Como tivemos oportunidade de referir na Introdução deste livro, o direito pode ser enquadrado como um conhecimento cultural. Isto posto, verifica-se como construção do intelecto humano e variável, portanto, de acordo com o agrupamento social em que ele está inserido.

Em verdade, o problema gnoseológico do direito perpassa por dois enfoques distintos: o dogmático e o zetético. Compreenderemos, agora, um pouco mais acerca destes dois planos compreensivos acerca do fenômeno jurídico.

O idealizador da distinção entre o modo de pensar dogmático e o modo de pensar zetético foi Theodor Viehweg, da Universidade de Mainz (AL), em um artigo intitulado "Systemprobleme in Rechtsdogmatik und Rechtsforschung"(1968) [55]. No Brasil, teve especial destaque por meio de alguns discípulos de Viehweg, em especial Tercio Sampaio Ferraz Jr, da Universidade de São Paulo [56], e João Maurício Adeodato, da Universidade Federal de Pernambuco [57].

O pensamento dogmático está vinculado, diz Viehweg, à opinião e à formação de opinião, enquanto que o zetético liga-se à dissolução das opiniões pela investigação e seu pressuposto básico é a dúvida [58]. A origem etimológica das expressões referenciadas traduz, por si só, tal ideário, como bem esclarece Ferraz Jr: "Zetética" vem de zetein, que significa perquirir, ao passo em que "dogmática" deriva de dokein, que vem de ensinar, doutrinar [59].

A dogmática jurídica corresponde ao campo das normas vigentes em um dado ordenamento legal: são respostas pré-concebidas, produzidas pelo aparato estatal, que monopoliza a criação normativa. Daí algumas expressões recorrentes, tais como "direito dogmático", "direito estatal" ou "direito oficial". Equivale, assim, ao direito positivo. Questões dogmáticas têm uma função diretiva explícita e estabelecem parâmetros fechados, configurando um dever-ser (uma prescrição de como deve-ser algo?).

Um advogado, um juiz ou um promotor não podem especular de maneira ilimitada acerca da solução mais justa ou adequada para pacificar uma controvérsia posta ao conhecimento do Judiciário. Deverão opinar e decidir com base em uma norma válida do ordenamento, que será o ponto de partida para a interpretação e aplicação do direito. A inegabilidade desses pontos de partida é, portanto, a principal característica do pensamento dogmático [60].

Por seu turno, o enfoque zetético suscita a dúvida, sugere perguntas que melhor refletem a questão analisada. Assim, na esfera do saber jurídico cumpre uma função especulativa muito importante, visando saber o que é uma coisa, configurando um ser (o que é algo?) ao contrário da perspectiva dogmática dirige-se a "possibilitar uma decisão e orientar uma ação". [61]
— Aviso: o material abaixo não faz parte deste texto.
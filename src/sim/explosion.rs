//! Explosions
//!
//! A blast carves a crater, flings every nearby body straight away from the
//! centre at a speed equal to the blast radius, and throws out debris.

use glam::Vec2;

use super::world::World;
use crate::consts::BLAST_MIN_DISTANCE;

/// Detonate at `center` with the given radius.
///
/// Safe to call while a substep is in progress: entities spawned here are
/// picked up by the next substep, and nothing is removed until the reap pass.
pub fn detonate(world: &mut World, center: Vec2, radius: f32) {
    log::debug!(
        "Detonation at ({:.1}, {:.1}) radius {:.1}",
        center.x,
        center.y,
        radius
    );

    world
        .terrain
        .carve_disc(center.x as i32, center.y as i32, radius as i32);

    for entity in world.entities.values_mut().filter(|e| !e.dead) {
        let offset = entity.pos - center;
        let dist = offset.length().max(BLAST_MIN_DISTANCE);
        if dist < radius {
            entity.vel = offset / dist * radius;
            entity.stable = false;
        }
    }

    let debris = radius.max(0.0).floor() as usize;
    for _ in 0..debris {
        world.spawn_debris(center);
    }
}

#[cfg(test)]
mod tests {
    use super::*;
    use crate::SimConfig;
    use crate::consts::DEBRIS_SPEED;
    use crate::sim::entity::{Entity, EntityKind};
    use crate::sim::terrain::Cell;

    fn world(width: usize, height: usize) -> World {
        let config = SimConfig {
            map_width: width,
            map_height: height,
            ..SimConfig::with_seed(21)
        };
        World::new(&config).unwrap()
    }

    #[test]
    fn test_shockwave_pushes_bodies_in_range() {
        let mut w = world(128, 128);
        let center = Vec2::new(64.0, 64.0);
        let near = w.spawn(Entity::probe(Vec2::new(70.0, 60.0)));
        let edge = w.spawn(Entity::probe(Vec2::new(64.0, 84.0)));
        let far = w.spawn(Entity::probe(Vec2::new(100.0, 64.0)).with_velocity(Vec2::new(1.0, 2.0)));
        for id in [near, edge, far] {
            w.get_mut(id).unwrap().stable = true;
        }

        detonate(&mut w, center, 20.0);

        let n = w.get(near).unwrap();
        assert!((n.vel.length() - 20.0).abs() < 1e-4);
        let away = (n.pos - center).normalize();
        assert!(n.vel.normalize().dot(away) > 0.9999);
        assert!(!n.stable);

        // Exactly at the radius is out of range
        let e = w.get(edge).unwrap();
        assert_eq!(e.vel, Vec2::ZERO);
        assert!(e.stable);

        let f = w.get(far).unwrap();
        assert_eq!(f.vel, Vec2::new(1.0, 2.0));
        assert!(f.stable);
    }

    #[test]
    fn test_body_at_centre_stays_finite() {
        let mut w = world(64, 64);
        let id = w.spawn(Entity::probe(Vec2::new(32.0, 32.0)));
        detonate(&mut w, Vec2::new(32.0, 32.0), 10.0);
        assert!(w.get(id).unwrap().vel.is_finite());
    }

    #[test]
    fn test_debris_count_and_speed() {
        let mut w = world(64, 64);
        detonate(&mut w, Vec2::new(30.0, 30.0), 7.9);
        assert_eq!(w.count_kind(EntityKind::Debris), 7);
        for debris in w.entities.values() {
            assert_eq!(debris.pos, Vec2::new(30.0, 30.0));
            assert!((debris.vel.length() - DEBRIS_SPEED).abs() < 1e-4);
        }
    }

    #[test]
    fn test_zero_radius_does_nothing() {
        let mut w = world(32, 32);
        w.terrain.fill(Cell::Solid);
        let id = w.spawn(Entity::probe(Vec2::new(16.0, 16.0)));
        detonate(&mut w, Vec2::new(16.0, 16.0), 0.0);
        assert_eq!(w.terrain.solid_count(), 32 * 32);
        assert_eq!(w.len(), 1);
        assert_eq!(w.get(id).unwrap().vel, Vec2::ZERO);
    }

    #[test]
    fn test_map_scale_blast() {
        // 1024x512 map opening on a mid-height ridge; blast 10 units into the sky
        let mut w = world(1024, 512);
        w.regenerate_terrain(8, 2.0);
        assert_eq!(w.terrain.surface_height(0), 256);
        w.terrain.fill(Cell::Solid);

        detonate(&mut w, Vec2::new(512.0, 100.0), 10.0);

        for y in 85i32..=115 {
            for x in 497i32..=527 {
                let d2 = (x - 512).pow(2) + (y - 100).pow(2);
                if d2 <= 10 * 10 {
                    assert!(!w.terrain.is_solid(x, y), "({x},{y}) should be carved");
                } else if d2 > 11 * 11 {
                    assert!(w.terrain.is_solid(x, y), "({x},{y}) should be intact");
                }
            }
        }

        assert_eq!(w.len(), 10);
        for debris in w.entities.values() {
            assert_eq!(debris.kind, EntityKind::Debris);
            assert_eq!(debris.friction, 0.8);
            assert!((debris.vel.length() - 10.0).abs() < 1e-4);
        }
    }
}
//! Viewport tracking
//!
//! The camera eases toward whatever entity it tracks, can be nudged by
//! pushing the pointer against a viewport edge, and is always kept inside
//! the terrain.

use glam::Vec2;

use super::world::{EntityId, World};
use crate::config::SimConfig;

/// Viewport origin in world space plus the entity it follows
#[derive(Debug, Clone, PartialEq)]
pub struct Camera {
    /// Weak handle; cleared when the entity is reaped
    pub target: Option<EntityId>,
    /// Where the camera is easing toward
    pub target_pos: Vec2,
    /// Current (smoothed) viewport origin
    pub pos: Vec2,
}

impl Default for Camera {
    fn default() -> Self {
        Self::new()
    }
}

impl Camera {
    pub fn new() -> Self {
        Self {
            target: None,
            target_pos: Vec2::ONE,
            pos: Vec2::ONE,
        }
    }

    pub fn follow(&mut self, id: EntityId) {
        self.target = Some(id);
    }

    /// Drop the target if it is the given entity
    pub fn forget(&mut self, id: EntityId) {
        if self.target == Some(id) {
            self.target = None;
        }
    }

    /// Advance one tick.
    ///
    /// `pointer` is in screen space; `None` when the pointer is outside the
    /// window, which disables edge scrolling.
    pub fn update(
        &mut self,
        world: &World,
        pointer: Option<Vec2>,
        viewport: Vec2,
        dt: f32,
        config: &SimConfig,
    ) {
        if let Some(pointer) = pointer {
            let scroll = edge_scroll(pointer, viewport, config.camera_edge_margin)
                * config.camera_scroll_speed
                * dt;
            self.pos += scroll;
            self.target_pos += scroll;
        }

        if let Some(entity) = world.resolve(&mut self.target) {
            self.target_pos = entity.pos - viewport / 2.0;
        }

        let blend = (config.camera_smoothing * dt).clamp(0.0, 1.0);
        self.pos += (self.target_pos - self.pos) * blend;

        let map = world.terrain.size();
        self.pos = clamp_to_map(self.pos, viewport, map);
        self.target_pos = clamp_to_map(self.target_pos, viewport, map);
    }

    /// Convert a screen position to world space
    pub fn screen_to_world(&self, screen: Vec2) -> Vec2 {
        screen + self.pos
    }

    /// Convert a world position to screen space
    pub fn world_to_screen(&self, world: Vec2) -> Vec2 {
        world - self.pos
    }
}

/// Unit scroll direction for a pointer near the viewport edges
fn edge_scroll(pointer: Vec2, viewport: Vec2, margin: f32) -> Vec2 {
    let mut dir = Vec2::ZERO;
    if pointer.x < margin {
        dir.x -= 1.0;
    }
    if pointer.x > viewport.x - margin {
        dir.x += 1.0;
    }
    if pointer.y < margin {
        dir.y -= 1.0;
    }
    if pointer.y > viewport.y - margin {
        dir.y += 1.0;
    }
    dir
}

/// Keep the viewport origin in `[1, map - viewport - 1]` on each axis
fn clamp_to_map(pos: Vec2, viewport: Vec2, map: Vec2) -> Vec2 {
    let max = (map - viewport - Vec2::ONE).max(Vec2::ONE);
    pos.clamp(Vec2::ONE, max)
}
A análise histórica do direito, a visão jusfilosófica, a psicologia forense, a antropologia e sociologia do direito são, entre vários outras, possíveis abordagens zetéticas do fenômeno jurídico, posto que descrevem a realidade de maneira explícita, especulando infinitamente sobre os dados tomados. Não se cingem a dizer o que algo deve ser, porquanto os pontos de partida são parâmetros da dogmática.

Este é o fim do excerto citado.